Now we can implement `up, down, left, right`:
\begin{code}
up :: Grid a -> Maybe (Grid a)
up g =
let
(w, h) = ask g
(x, y) = pos g
in
if y > 0 then Just (seek (x, y-1) g) else Nothing
left :: Grid a -> Maybe (Grid a)
left g =
let
(w, h) = ask g
(x, y) = pos g
in
if x > 0 then Just (seek (x-1, y) g) else Nothing
down :: Grid a -> Maybe (Grid a)
down g =
let
(w, h) = ask g
(x, y) = pos g
in
if y < h-1 then Just (seek (x, y+1) g) else Nothing
right :: Grid a -> Maybe (Grid a)
right g =
let
(w, h) = ask g
(x, y) = pos g
in
if x < w-1 then Just (seek (x+1, y) g) else Nothing
\end{code}
Next are some helper functions for calculating the product of a grid element
and its neighbours.
`iterateM` is the monadic equivalent of
[iterate](https://hackage.haskell.org/package/base/docs/Data-List.html#v:iterate).
`productN` calculates the product of the current grid element with its
adjacent neighbours in some direction. `example1` could be redefined as
`productN 3 right`.
\begin{code}
iterateM :: Monad m => (a -> m a) -> [a -> m a]
iterateM f = f : fmap (f <=<) (iterateM f)
productN :: Num a => Int -> (Grid a -> Maybe (Grid a)) -> Grid a -> Maybe a
productN n f g =
foldr
(\a b -> liftA2 (*) (extract <$> a g) b)
(pure 1)
(take n $ iterateM f)
\end{code}
Penultimately, we define a function for finding the greatest element in a
grid. It `peek`s at all the elements and finds the greatest one.
\begin{code}
maxInGrid :: Ord a => Grid a -> a
maxInGrid g =
let
(w, h) = ask g
in
maximum $ do
x <- [0..w-1]
y <- [0..h-1]
pure $ peek (x, y) g
\end{code}
Last step.

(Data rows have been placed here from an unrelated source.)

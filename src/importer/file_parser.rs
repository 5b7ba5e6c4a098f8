// ==========================================
// 配方成本核算系统 - 文件解析器实现
// ==========================================
// 支持: Excel (.xlsx) / CSV (.csv)
// 列顺序固定: ID | PRODUCTO | PRECIO | UNIDAD（按位置读取，不依赖表头文字）
// 行号: 表格行号（表头为第 1 行）
// ==========================================

use crate::domain::import::{RawRow, FIRST_DATA_ROW};
use crate::importer::error::{ImportError, ImportResult};
use crate::importer::price_importer_trait::FileParser;
use calamine::{open_workbook, Data, Range, Reader, Xlsx};
use csv::ReaderBuilder;
use std::fs::File;
use std::io::{Cursor, Read, Seek};
use std::path::Path;

// 按列位置取值，缺失列视为空
fn cell_at(cells: &[String], idx: usize) -> String {
    cells.get(idx).map(|c| c.trim().to_string()).unwrap_or_default()
}

fn row_from_cells(row_number: usize, cells: &[String]) -> Option<RawRow> {
    // 跳过完全空白的行
    if cells.iter().all(|c| c.trim().is_empty()) {
        return None;
    }
    Some(RawRow::new(
        row_number,
        cell_at(cells, 0),
        cell_at(cells, 1),
        cell_at(cells, 2),
        cell_at(cells, 3),
    ))
}

fn check_exists(path: &Path) -> ImportResult<()> {
    if !path.exists() {
        return Err(ImportError::FileNotFound(path.display().to_string()));
    }
    Ok(())
}

fn extension_of(path: &Path) -> String {
    path.extension()
        .and_then(|e| e.to_str())
        .unwrap_or("")
        .to_lowercase()
}

// ==========================================
// CSV Parser 实现
// ==========================================
pub struct CsvParser;

impl CsvParser {
    /// 从任意读取器解析（表头行固定跳过）
    pub fn parse_reader<R: Read>(&self, reader: R) -> ImportResult<Vec<RawRow>> {
        let mut reader = ReaderBuilder::new()
            .has_headers(true)
            .flexible(true) // 允许行长度不一致
            .from_reader(reader);

        let mut rows = Vec::new();
        for (idx, result) in reader.records().enumerate() {
            let record = result?;
            let row_number = record
                .position()
                .map(|p| p.line() as usize)
                .unwrap_or(idx + FIRST_DATA_ROW);
            let cells: Vec<String> = record.iter().map(|v| v.to_string()).collect();

            if let Some(row) = row_from_cells(row_number, &cells) {
                rows.push(row);
            }
        }

        Ok(rows)
    }
}

impl FileParser for CsvParser {
    fn parse_rows(&self, file_path: &Path) -> ImportResult<Vec<RawRow>> {
        check_exists(file_path)?;

        let ext = extension_of(file_path);
        if ext != "csv" {
            return Err(ImportError::UnsupportedFormat(ext));
        }

        let file = File::open(file_path)?;
        self.parse_reader(file)
    }
}

// ==========================================
// Excel Parser 实现
// ==========================================
pub struct ExcelParser;

impl ExcelParser {
    /// 从内存字节解析（远程下载场景）
    pub fn parse_bytes(&self, bytes: &[u8]) -> ImportResult<Vec<RawRow>> {
        let workbook: Xlsx<_> = Xlsx::new(Cursor::new(bytes.to_vec()))?;
        self.parse_workbook(workbook)
    }

    fn parse_workbook<RS: Read + Seek>(&self, mut workbook: Xlsx<RS>) -> ImportResult<Vec<RawRow>> {
        // 读取第一个 sheet
        let sheet_name = workbook
            .sheet_names()
            .first()
            .cloned()
            .ok_or_else(|| ImportError::ExcelParseError("Excel 文件无工作表".to_string()))?;

        let range = workbook.worksheet_range(&sheet_name)?;
        Ok(rows_from_range(&range))
    }
}

// 表头为区域首行；区域可能不从 A1 开始，行号按绝对位置计算
fn rows_from_range(range: &Range<Data>) -> Vec<RawRow> {
    let start_row = range.start().map(|(row, _)| row as usize).unwrap_or(0);

    range
        .rows()
        .enumerate()
        .skip(1)
        .filter_map(|(offset, cells)| {
            let cells: Vec<String> = cells.iter().map(|cell| cell.to_string()).collect();
            row_from_cells(start_row + offset + 1, &cells)
        })
        .collect()
}

impl FileParser for ExcelParser {
    fn parse_rows(&self, file_path: &Path) -> ImportResult<Vec<RawRow>> {
        check_exists(file_path)?;

        let ext = extension_of(file_path);
        if ext != "xlsx" {
            return Err(ImportError::UnsupportedFormat(ext));
        }

        let workbook: Xlsx<_> = open_workbook(file_path)?;
        self.parse_workbook(workbook)
    }
}

// ==========================================
// 通用文件解析器（根据扩展名自动选择）
// ==========================================
pub struct UniversalFileParser;

impl FileParser for UniversalFileParser {
    fn parse_rows(&self, file_path: &Path) -> ImportResult<Vec<RawRow>> {
        match extension_of(file_path).as_str() {
            "csv" => CsvParser.parse_rows(file_path),
            "xlsx" => ExcelParser.parse_rows(file_path),
            other => Err(ImportError::UnsupportedFormat(other.to_string())),
        }
    }
}

#[cfg(test)]
mod tests {
    use super::*;
    use std::io::Write;
    use tempfile::Builder;

    fn csv_file(lines: &[&str]) -> tempfile::NamedTempFile {
        let mut temp_file = Builder::new().suffix(".csv").tempfile().unwrap();
        for line in lines {
            writeln!(temp_file, "{}", line).unwrap();
        }
        temp_file
    }

    #[test]
    fn test_csv_parser_reads_fixed_columns() {
        let temp_file = csv_file(&[
            "ID,PRODUCTO,PRECIO,UNIDAD",
            "A1,Harina,10.5,kilogram",
            "A2, Azucar ,12,gram",
        ]);

        let rows = CsvParser.parse_rows(temp_file.path()).unwrap();

        assert_eq!(rows.len(), 2);
        assert_eq!(rows[0], RawRow::new(2, "A1", "Harina", "10.5", "kilogram"));
        assert_eq!(rows[1].product, "Azucar");
        assert_eq!(rows[1].row_number, 3);
    }

    #[test]
    fn test_csv_parser_skips_blank_rows_and_keeps_row_numbers() {
        let temp_file = csv_file(&[
            "ID,PRODUCTO,PRECIO,UNIDAD",
            "A1,Harina,10,kilogram",
            ",,,",
            "A3,Sal,2",
        ]);

        let rows = CsvParser.parse_rows(temp_file.path()).unwrap();

        assert_eq!(rows.len(), 2);
        assert_eq!(rows[1].row_number, 4);
        // 缺失列视为空
        assert_eq!(rows[1].unit, "");
    }

    #[test]
    fn test_csv_parser_file_not_found() {
        let result = CsvParser.parse_rows(Path::new("no_existe.csv"));
        assert!(matches!(result, Err(ImportError::FileNotFound(_))));
    }

    #[test]
    fn test_universal_parser_rejects_unknown_extension() {
        let temp_file = Builder::new().suffix(".txt").tempfile().unwrap();
        let result = UniversalFileParser.parse_rows(temp_file.path());
        assert!(matches!(result, Err(ImportError::UnsupportedFormat(ext)) if ext == "txt"));
    }

    #[test]
    fn test_excel_parser_rejects_garbage_bytes() {
        let result = ExcelParser.parse_bytes(b"not a workbook");
        assert!(matches!(result, Err(ImportError::ExcelParseError(_))));
    }
}
// ==========================================
// 配方成本核算系统 - 数据仓储层
// ==========================================
// 红线: Repository 不含业务逻辑
// ==========================================
// 职责: 提供数据访问接口,屏蔽数据库细节
// 约束: 所有查询使用参数化,防止 SQL 注入
// ==========================================

pub mod decimal_sql;
pub mod error;
pub mod price_database_repo;
pub mod workbook_repo;

// 重导出核心仓储
pub use error::{RepositoryError, RepositoryResult};
pub use price_database_repo::PriceDatabaseRepository;
pub use workbook_repo::WorkbookRepository;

To find the largest product of `n` adjacent elements,
we find the largest product of `n` adjacent elements horizontally,
then vertically, then diagonally, and take the maximum of those.
We can write this logic as a series of `extend`s, because `productN n move`
and `maxInGrid` are both of the form `w a -> b`. (`(=>>)` is the flipped infix version of `extend`)
\begin{code}
largestProduct :: Int -> Grid Int -> Int
largestProduct n g =
let
Just g1 = extract $ g =>> productN n right =>> maxInGrid
Just g2 = extract $ g =>> productN n down =>> maxInGrid
Just g3 = extract $ g =>> productN n (down <=< left) =>> maxInGrid
Just g4 = extract $ g =>> productN n (down <=< right) =>> maxInGrid
in
maximum [g1, g2, g3, g4]
\end{code}
I'm still getting an intuition for comonads, but they seem to embody some kind
of "environment", and comonad transformers are like a
"composition of environments". In this example, there are two environments: the
grid's dimensions, and its content.
For more information about comonads, check out Bartosz Milewski's
[comonads post](https://bartoszmilewski.com/2017/01/02/comonads/)
and Dan Piponi's article about
[comonadic cellular automata](http://blog.sigfpe.com/2006/12/evaluating-cellular-automata-is.html).
Footnote: I feel like `largestProduct` could be simplified if `Grid` were
`ComonadApply`, but I haven't tried to figure it out yet.